__THE TASK__
The entries follow. Please return all of them exactly.
####
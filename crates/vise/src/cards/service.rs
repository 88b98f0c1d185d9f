use std::sync::Arc;

use chrono::Utc;
use serde_json::json;
use tracing::{debug, info, warn};

use super::discount::{benefit_label, price_purchase, DiscountCalculator};
use super::domain::{
    CardType, Client, ClientId, CountryKey, NewClient, PurchaseRecord, PurchaseSubmission,
    RegistrationSubmission,
};
use super::eligibility::{
    EligibilityConfig, EligibilityDecision, EligibilityEvaluator, RejectionReason,
};
use super::events::{EventSink, EventType, ServiceEvent};
use super::registry::{ClientRegistry, RegistryError};
use super::validation::{
    validate_purchase, validate_registration, ValidationError, MAX_PURCHASE_AMOUNT,
};
use crate::config::AppEnvironment;

/// Service composing validation, the eligibility and discount engines, the
/// registry, and the logging port.
pub struct CardService<R, E> {
    registry: Arc<R>,
    events: Arc<E>,
    eligibility: EligibilityEvaluator,
    discounts: DiscountCalculator,
    environment: AppEnvironment,
}

impl<R, E> CardService<R, E>
where
    R: ClientRegistry + 'static,
    E: EventSink + 'static,
{
    pub fn new(registry: Arc<R>, events: Arc<E>, config: EligibilityConfig) -> Self {
        Self {
            registry,
            events,
            eligibility: EligibilityEvaluator::new(config),
            discounts: DiscountCalculator::new(),
            environment: AppEnvironment::Development,
        }
    }

    pub fn with_environment(mut self, environment: AppEnvironment) -> Self {
        self.environment = environment;
        self
    }

    /// Validate, check eligibility, and store a new client.
    pub fn register_client(
        &self,
        submission: RegistrationSubmission,
    ) -> Result<Client, CardServiceError> {
        let request = validate_registration(submission)?;

        let decision = self.eligibility.evaluate(
            Some(request.monthly_income),
            Some(request.vise_club),
            &request.card_type,
            &request.country,
        );
        let card_type = match decision {
            EligibilityDecision::Eligible(card_type) => card_type,
            EligibilityDecision::Rejected(reason) => {
                info!(
                    card_type = %request.card_type,
                    reason = %reason.summary(),
                    "registration rejected"
                );
                return Err(CardServiceError::Ineligible(reason));
            }
        };

        let client = self
            .registry
            .register(NewClient {
                name: request.name,
                country: request.country,
                monthly_income: request.monthly_income,
                vise_club: request.vise_club,
                card_type,
                created_at: Utc::now(),
            })
            .map_err(|err| self.internal_error("register_client", err))?;

        info!(client_id = %client.id, %card_type, "client registered");
        self.emit(
            ServiceEvent::new(
                EventType::ClientCreated,
                json!(client),
                self.environment.label(),
            )
            .with_metadata("action", "registration"),
        );

        Ok(client)
    }

    /// Validate a purchase, apply the country gate, and price it.
    pub fn process_purchase(
        &self,
        submission: PurchaseSubmission,
    ) -> Result<PurchaseRecord, CardServiceError> {
        let request = validate_purchase(submission)?;

        let client = self
            .registry
            .find_by_id(request.client_id)
            .map_err(|err| self.internal_error("process_purchase", err))?
            .ok_or(CardServiceError::ClientNotFound(request.client_id))?;

        let purchase_country = CountryKey::new(&request.purchase_country);
        if client.card_type.is_premium()
            && self
                .eligibility
                .config()
                .restricted_countries
                .contains(&purchase_country)
        {
            info!(
                client_id = %client.id,
                country = %request.purchase_country,
                "purchase blocked by country restriction"
            );
            return Err(CardServiceError::CountryRestricted {
                card_type: client.card_type,
                country: request.purchase_country,
            });
        }

        let quote = self.discounts.calculate(
            client.card_type,
            request.amount,
            request.purchased_at,
            &purchase_country,
            &client.country_key(),
        );
        debug!(client_id = %client.id, ?quote, "discount quote");

        let priced = price_purchase(request.amount, quote.percent).ok_or(
            ValidationError::TooLarge {
                field: "amount",
                max: MAX_PURCHASE_AMOUNT,
            },
        )?;
        let record = PurchaseRecord {
            client_id: client.id,
            original_amount: request.amount,
            discount_applied: priced.discount_applied,
            final_amount: priced.final_amount,
            benefit: benefit_label(quote.percent),
            currency: request.currency,
            purchase_date: request.purchase_date,
            purchase_country: request.purchase_country,
            processed_at: Utc::now(),
        };

        self.emit(
            ServiceEvent::new(
                EventType::PurchaseCompleted,
                json!(record),
                self.environment.label(),
            )
            .with_metadata("action", "transaction"),
        );

        Ok(record)
    }

    /// Registered clients in identifier order.
    pub fn clients(&self) -> Result<Vec<Client>, CardServiceError> {
        self.registry
            .list()
            .map_err(|err| self.internal_error("list_clients", err))
    }

    fn internal_error(&self, operation: &str, err: RegistryError) -> CardServiceError {
        self.emit(
            ServiceEvent::new(
                EventType::Error,
                json!({ "message": err.to_string(), "operation": operation }),
                self.environment.label(),
            )
            .with_metadata("severity", "error"),
        );
        CardServiceError::Registry(err)
    }

    fn emit(&self, event: ServiceEvent) {
        let event_type = event.event_type;
        if let Err(err) = self.events.record(event) {
            warn!(
                event_type = event_type.label(),
                error = %err,
                "failed to record service event"
            );
        }
    }
}

/// Error raised by the card service.
#[derive(Debug, thiserror::Error)]
pub enum CardServiceError {
    #[error(transparent)]
    Validation(#[from] ValidationError),
    #[error("{}", .0.summary())]
    Ineligible(RejectionReason),
    #[error("client {0} is not registered")]
    ClientNotFound(ClientId),
    #[error("a client with a {card_type} card cannot make purchases from {country}")]
    CountryRestricted { card_type: CardType, country: String },
    #[error(transparent)]
    Registry(RegistryError),
}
####
__SOLVED PROBLEM__
filename crates/vise/src/cards/service.rs
repository 88b98f0c1d185d9f
use std::sync::Arc;

use chrono::Utc;
use serde_json::json;
use tracing::{debug, info, warn};

use super::discount::{benefit_label, price_purchase, DiscountCalculator};
use super::domain::{
    CardType, Client, ClientId, CountryKey, NewClient, PurchaseRecord, PurchaseSubmission,
    RegistrationSubmission,
};
use super::eligibility::{
    EligibilityConfig, EligibilityDecision, EligibilityEvaluator, RejectionReason,
};
use super::events::{EventSink, EventType, ServiceEvent};
use super::registry::{ClientRegistry, RegistryError};
use super::validation::{
    validate_purchase, validate_registration, ValidationError, MAX_PURCHASE_AMOUNT,
};
use crate::config::AppEnvironment;

/// Service composing validation, the eligibility and discount engines, the
/// registry, and the logging port.
pub struct CardService<R, E> {
    registry: Arc<R>,
    events: Arc<E>,
    eligibility: EligibilityEvaluator,
    discounts: DiscountCalculator,
    environment: AppEnvironment,
}

impl<R, E> CardService<R, E>
where
    R: ClientRegistry + 'static,
    E: EventSink + 'static,
{
    pub fn new(registry: Arc<R>, events: Arc<E>, config: EligibilityConfig) -> Self {
        Self {
            registry,
            events,
            eligibility: EligibilityEvaluator::new(config),
            discounts: DiscountCalculator::new(),
            environment: AppEnvironment::Development,
        }
    }

    pub fn with_environment(mut self, environment: AppEnvironment) -> Self {
        self.environment = environment;
        self
    }

    /// Validate, check eligibility, and store a new client.
    pub fn register_client(
        &self,
        submission: RegistrationSubmission,
    ) -> Result<Client, CardServiceError> {
        let request = validate_registration(submission)?;

        let decision = self.eligibility.evaluate(
            Some(request.monthly_income),
            Some(request.vise_club),
            &request.card_type,
            &request.country,
        );
        let card_type = match decision {
            EligibilityDecision::Eligible(card_type) => card_type,
            EligibilityDecision::Rejected(reason) => {
                info!(
                    card_type = %request.card_type,
                    reason = %reason.summary(),
                    "registration rejected"
                );
                return Err(CardServiceError::Ineligible(reason));
            }
        };

        let client = self
            .registry
            .register(NewClient {
                name: request.name,
                country: request.country,
                monthly_income: request.monthly_income,
                vise_club: request.vise_club,
                card_type,
                created_at: Utc::now(),
            })
            .map_err(|err| self.internal_error("register_client", err))?;

        info!(client_id = %client.id, %card_type, "client registered");
        self.emit(
            ServiceEvent::new(
                EventType::ClientCreated,
                json!(client),
                self.environment.label(),
            )
            .with_metadata("action", "registration"),
        );

        Ok(client)
    }

    /// Validate a purchase, apply the country gate, and price it.
    pub fn process_purchase(
        &self,
        submission: PurchaseSubmission,
    ) -> Result<PurchaseRecord, CardServiceError> {
        let request = validate_purchase(submission)?;

        let client = self
            .registry
            .find_by_id(request.client_id)
            .map_err(|err| self.internal_error("process_purchase", err))?
            .ok_or(CardServiceError::ClientNotFound(request.client_id))?;

        let purchase_country = CountryKey::new(&request.purchase_country);
        if client.card_type.is_premium()
            && self
                .eligibility
                .config()
                .restricted_countries
                .contains(&purchase_country)
        {
            info!(
                client_id = %client.id,
                country = %request.purchase_country,
                "purchase blocked by country restriction"
            );
            return Err(CardServiceError::CountryRestricted {
                card_type: client.card_type,
                country: request.purchase_country,
            });
        }

        let quote = self.discounts.calculate(
            client.card_type,
            request.amount,
            request.purchased_at,
            &purchase_country,
            &client.country_key(),
        );
        debug!(client_id = %client.id, ?quote, "discount quote");

        let priced = price_purchase(request.amount, quote.percent).ok_or(
            ValidationError::TooLarge {
                field: "amount",
                max: MAX_PURCHASE_AMOUNT,
            },
        )?;
        let record = PurchaseRecord {
            client_id: client.id,
            original_amount: request.amount,
            discount_applied: priced.discount_applied,
            final_amount: priced.final_amount,
            benefit: benefit_label(quote.percent),
            currency: request.currency,
            purchase_date: request.purchase_date,
            purchase_country: request.purchase_country,
            processed_at: Utc::now(),
        };

        self.emit(
            ServiceEvent::new(
                EventType::PurchaseCompleted,
                json!(record),
                self.environment.label(),
            )
            .with_metadata("action", "transaction"),
        );

        Ok(record)
    }

    /// Registered clients in identifier order.
    pub fn clients(&self) -> Result<Vec<Client>, CardServiceError> {
        self.registry
            .list()
            .map_err(|err| self.internal_error("list_clients", err))
    }

    fn internal_error(&self, operation: &str, err: RegistryError) -> CardServiceError {
        self.emit(
            ServiceEvent::new(
                EventType::Error,
                json!({ "message": err.to_string(), "operation": operation }),
                self.environment.label(),
            )
            .with_metadata("severity", "error"),
        );
        CardServiceError::Registry(err)
    }

    fn emit(&self, event: ServiceEvent) {
        let event_type = event.event_type;
        if let Err(err) = self.events.record(event) {
            warn!(
                event_type = event_type.label(),
                error = %err,
                "failed to record service event"
            );
        }
    }
}

/// Error raised by the card service.
#[derive(Debug, thiserror::Error)]
pub enum CardServiceError {
    #[error(transparent)]
    Validation(#[from] ValidationError),
    #[error("{}", .0.summary())]
    Ineligible(RejectionReason),
    #[error("client {0} is not registered")]
    ClientNotFound(ClientId),
    #[error("a client with a {card_type} card cannot make purchases from {country}")]
    CountryRestricted { card_type: CardType, country: String },
    #[error(transparent)]
    Registry(RegistryError),
}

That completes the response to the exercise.